Purification, Characterization, and Molecular Analysis of Thermostable Cellulases CelA and CelB from Thermotoga neapolitana

Jin-Duck Bok, Dinesh A. Yernool, and Douglas E. Eveleigh^*

Department of Biochemistry and Microbiology, Cook College, Rutgers University, New Brunswick, New Jersey 08901

Received 11 May 1998/Accepted 10 September 1998

Two thermostable endocellulases, CelA and CelB, were purified from Thermotoga neapolitana. CelA (molecular mass, 29 kDa; pI 4.6) is optimally active at pH 6.0 at 95°C, while CelB (molecular mass, 30 kDa; pI 4.1) has a broader optimal pH range (pH 6.0 to 6.6) at 106°C. Both enzymes are characterized by a high level of activity (high V_max value and low apparent K_m value) with carboxymethyl cellulose; the specific activities of CelA and CelB are 1,219 and 1,536 U/mg, respectively.

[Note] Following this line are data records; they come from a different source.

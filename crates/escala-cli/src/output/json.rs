use escala_core::error::EscalaError;
use serde::Serialize;

pub fn print<T: Serialize>(value: &T) -> Result<(), EscalaError> {
    let json = serde_json::to_string_pretty(value)?;
    println!("{json}");
    Ok(())
}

With p-nitrophenyl cellobioside the V_max values of CelA and CelB are 69.2 and 18.4 U/mg, respectively, while the K_m values are 0.97 and 0.3 mM, respectively. The major end products of cellulose hydrolysis, glucose and cellobiose, competitively inhibit CelA, and CelB. The K_i values for CelA are 0.44 M for glucose and 2.5 mM for cellobiose; the K_i values for CelB are 0.2 M for glucose and 1.16 mM for cellobiose. CelB preferentially cleaves larger cellooligomers, producing cellobiose as the end product; it also exhibits significant transglycosylation activity. This enzyme is highly thermostable and has half-lives of 130 min at 106°C and 26 min at 110°C. A single clone encoding the celA and celB genes was identified by screening a T. neapolitana genomic library in Escherichia coli. The celA gene encodes a 257-amino-acid protein, while celB encodes a 274-amino-acid protein. Both proteins belong to family 12 of the glycosyl hydrolases, and the two proteins are 60% similar to each other. Northern blots of T. neapolitana mRNA revealed that celA and celB are monocistronic messages, and both genes are inducible by cellobiose and are repressed by glucose.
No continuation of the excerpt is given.